Other central suspects include Miki Ganor, a close associate of Prime Minister Benjamin Netanyahu and a representative of ThyssenKrupp in Israel, whose remand has been extended until Thursday; Avriel Bar-Yosef, who served as the acting-national security advisor, whose remand has also been extended until Thursday; and former Navy commander Maj. Gen. (res.) Eliezer Marom, who was put on house arrest on Tuesday.
Shimron, 65, is a relative of Netanyahu and has been serving as his personal attorney since 1988. He was put on a three-day house arrest starting Monday.
Amit Hadad, Shimron's lawyer, said that "despite the complicated situation, both personally and professionally, attorney Shimron feels relieved to a large extent to have finally been given the opportunity to present his full version to law enforcement authorities. Attorney Shimron has been acting in accordance with the law. He has fully cooperated with his investigators and is confident law enforcement authorities will reach the same conclusion."
The case came to light in November 2016, when it was reported police were investigating suspicions of tender bias in the procurement of submarines and patrol ships from ThyssenKrupp, bribery and a conflict of interest.
Shimron represented Ganor in the two deals, which amount to some NIS 10 billion ($2.8 billion).
The prime minister has denied he had any knowledge that Shimron was involved in the submarine deal, but did release a statement in November in support of Shimron. "Netanyahu has been acquainted with advocate David Shimron for many years and knows him to be a man of integrity who is as straight as a ruler, who goes beyond what is required to abide by the law and follow statutes and as a lawyer of the first order," the statement said.
In March 2017, Shimron gave his testimony to police on two different cases Netanyahu is being investigated for, but while those were defined as "open testimony," he was questioned in the submarine affair, also known as Case 3000, under caution.
Intially, Shimron claimed he had never discussed the submarine issue "with the prime minister or with any other government official." However, it was later revealed he did contact the Defense Ministry's legal advisor Ahaz Ben-Ari in 2014 asking for a status report on an international bid issued by the Ministry of Defense for the acquisition of vessels to protect Israel's natural gas rigs. ThyssonKrupp wanted the deal without having to bid.
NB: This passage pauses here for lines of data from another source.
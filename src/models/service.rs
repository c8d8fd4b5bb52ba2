//! Service descriptions registered with the platform.

use super::common::{LinkT, validate_uri};
use crate::errors::{ServiceError, ServiceResult};
use serde::{Deserialize, Serialize};
use serde_json::Value;
use std::collections::HashSet;

pub const STATUS_ACTIVE: &str = "active";

#[derive(Debug, Clone, PartialEq, Serialize, Deserialize)]
pub struct ReferenceT {
    #[serde(default, skip_serializing_if = "Option::is_none")]
    pub title: Option<String>,
    pub uri: String,
}

#[derive(Debug, Clone, PartialEq, Serialize, Deserialize)]
pub struct ParameterOptT {
    pub value: String,
    #[serde(default, skip_serializing_if = "Option::is_none")]
    pub description: Option<String>,
}

#[derive(Debug, Clone, PartialEq, Serialize, Deserialize)]
pub struct ParameterDefT {
    pub name: String,
    #[serde(default, skip_serializing_if = "Option::is_none")]
    pub label: Option<String>,
    #[serde(rename = "type")]
    pub type_: String,
    #[serde(default, skip_serializing_if = "Option::is_none")]
    pub description: Option<String>,
    #[serde(default, skip_serializing_if = "Option::is_none")]
    pub unit: Option<String>,
    #[serde(default, skip_serializing_if = "Option::is_none")]
    pub optional: Option<bool>,
    #[serde(default, skip_serializing_if = "Option::is_none")]
    pub default: Option<String>,
    #[serde(default, skip_serializing_if = "Vec::is_empty")]
    pub options: Vec<ParameterOptT>,
}

#[derive(Debug, Clone, PartialEq, Serialize, Deserialize)]
pub struct WorkflowT {
    #[serde(rename = "type")]
    pub type_: String,
    #[serde(default, skip_serializing_if = "Option::is_none")]
    pub image: Option<String>,
    #[serde(default, skip_serializing_if = "Vec::is_empty")]
    pub command: Vec<String>,
    #[serde(default, skip_serializing_if = "Option::is_none")]
    pub opts: Option<Value>,
}

/// Body of `POST /1/services` and `PUT /1/services/{id}`.
#[derive(Debug, Clone, PartialEq, Serialize, Deserialize)]
pub struct ServiceDescriptionT {
    pub name: String,
    pub description: String,
    #[serde(default, skip_serializing_if = "Option::is_none")]
    pub banner: Option<String>,
    #[serde(default, skip_serializing_if = "Option::is_none")]
    pub policy_id: Option<String>,
    #[serde(default)]
    pub references: Vec<ReferenceT>,
    #[serde(default)]
    pub tags: Vec<String>,
    #[serde(default)]
    pub parameters: Vec<ParameterDefT>,
    pub workflow: WorkflowT,
}

impl ServiceDescriptionT {
    pub fn validate(&self) -> ServiceResult<()> {
        if self.name.trim().is_empty() {
            return Err(ServiceError::invalid_parameter(
                "name",
                Some(&self.name),
                "must not be empty",
            ));
        }
        if self.workflow.type_.trim().is_empty() {
            return Err(ServiceError::invalid_parameter(
                "workflow.type",
                None,
                "must not be empty",
            ));
        }
        let mut seen = HashSet::new();
        for p in &self.parameters {
            if p.name.trim().is_empty() {
                return Err(ServiceError::invalid_parameter(
                    "parameters.name",
                    None,
                    "must not be empty",
                ));
            }
            if !seen.insert(p.name.as_str()) {
                return Err(ServiceError::invalid_parameter(
                    "parameters.name",
                    Some(&p.name),
                    "parameter names must be unique",
                ));
            }
        }
        for r in &self.references {
            validate_uri("references.uri", &r.uri)?;
        }
        Ok(())
    }
}

/// Full service status; `views::service` projects it onto the `tiny` view.
#[derive(Debug, Clone, PartialEq, Serialize, Deserialize)]
pub struct ServiceStatusRT {
    pub id: String,
    pub name: Option<String>,
    pub description: Option<String>,
    pub banner: Option<String>,
    pub status: String,
    #[serde(default)]
    pub tags: Vec<String>,
    #[serde(default)]
    pub parameters: Vec<ParameterDefT>,
    #[serde(default)]
    pub references: Vec<ReferenceT>,
    pub workflow: Option<WorkflowT>,
    pub policy: Option<String>,
    pub account: Option<String>,
    pub published_at: Option<String>,
    #[serde(default)]
    pub links: Vec<LinkT>,
}

#[derive(Debug, Clone, PartialEq, Serialize, Deserialize)]
pub struct ServiceListItem {
    pub id: String,
    #[serde(default, skip_serializing_if = "Option::is_none")]
    pub name: Option<String>,
    #[serde(default, skip_serializing_if = "Option::is_none")]
    pub description: Option<String>,
    #[serde(default, skip_serializing_if = "Option::is_none")]
    pub banner: Option<String>,
    #[serde(default, skip_serializing_if = "Option::is_none")]
    pub published_at: Option<String>,
    pub href: String,
}

#[derive(Debug, Clone, PartialEq, Serialize, Deserialize)]
pub struct ServiceListRT {
    pub services: Vec<ServiceListItem>,
    pub at_time: String,
    pub links: Vec<LinkT>,
}

#[cfg(test)]
mod tests {
    use super::*;

    fn description() -> ServiceDescriptionT {
        ServiceDescriptionT {
            name: "gradient".into(),
            description: "renders a gradient".into(),
            banner: None,
            policy_id: None,
            references: vec![ReferenceT {
                title: None,
                uri: "https://example.com/docs".into(),
            }],
            tags: vec!["demo".into()],
            parameters: vec![ParameterDefT {
                name: "width".into(),
                label: None,
                type_: "int".into(),
                description: None,
                unit: None,
                optional: None,
                default: Some("100".into()),
                options: vec![],
            }],
            workflow: WorkflowT {
                type_: "basic".into(),
                image: Some("gradient:latest".into()),
                command: vec![],
                opts: None,
            },
        }
    }

    #[test]
    fn valid_description_passes() {
        assert!(description().validate().is_ok());
    }

    #[test]
    fn duplicate_parameter_names_are_rejected() {
        let mut d = description();
        d.parameters.push(d.parameters[0].clone());
        assert!(matches!(d.validate(), Err(ServiceError::InvalidParameter(_))));
    }

    #[test]
    fn bad_reference_uri_is_rejected() {
        let mut d = description();
        d.references[0].uri = "not a uri".into();
        assert!(d.validate().is_err());
    }

    #[test]
    fn empty_workflow_type_is_rejected() {
        let mut d = description();
        d.workflow.type_ = " ".into();
        assert!(d.validate().is_err());
    }
}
State Attorney Shai Nitzan decided in late February 2017 to launch a full criminal investigation into the case, while stressing Netanyahu himself was not a suspect.
The German government later confirmed Shimron was present at a meeting in Tel Aviv between Ganor and German Ambassador Clemens von Goetze in December 2015. The meeting was held two months after Netanyahu, accompanied by then-National Security Advisor and current director of the Mossad Yossi Cohen, went to Berlin to meet with German Chancellor Angela Merkel and discuss, among other things, the possibility of Israel purchasing three submarines.
Meanwhile, leading German economic newspaper Handelsblatt reported that Shimron was present in at least one meeting Ganor had with representatives from ThyssonKrupp. In response to the report, ThyssenKrupp claimed that Ganor is its sole representative in Israel, and that he had breached the terms of his contract with them when he involved Shimron in the proceedings. Despite this, the sources claimed that ThyssenKrupp does not at present have concrete evidence of wrongdoing by Ganor, though the company has issued a statement saying that following Israeli reports, it will launch an investigation of its own into the matter.
It has also been reported that Shimron and Ganor attempted to outsource the maintenance work on the submarines to a German shipyard, pressuring the Israeli Navy and the workers' unions. In a letter to the IDF Workers Union, chairman Moshe Friedman confirms that Ganor and Shimron met with him and with Avi Nissenkorn, the head of the Histadrut Labor Federation, to pressure them against trying to foil the efforts to outsource the maintenance work.
Germany's national security council has approved a deal to sell three further nuclear-capable submarines to Israel, with magazine Der Spiegel reporting Germany had inserted a clause into the contract giving it the right to tear it up if corruption allegations were proven.
Ya'alon 'absolutely' believes Netanyahu will be indicted
Former defense minister Moshe Ya'alon only learned of the deal to acquire the submarines in February 2016, a month and a half after Ganor and Shimron met with the German ambassador. IDF Chief of Staff Gadi Eisenkot was also reportedly not informed of the ongoing talks on the deal.
In a video he posted on his Facebook page, Ya'alon claimed he "blocked the submarine deal with (his) body while I was defense minister, and the talks were renewed only after I left. This is a deal worth billions neither I as defense minister, nor the IDF chief, nor the Navy commander have asked for."
In an interview with CNN on Tuesday, Ya'alon said he "absolutely" believed Prime Minister Netanyahu will be indicted on the case.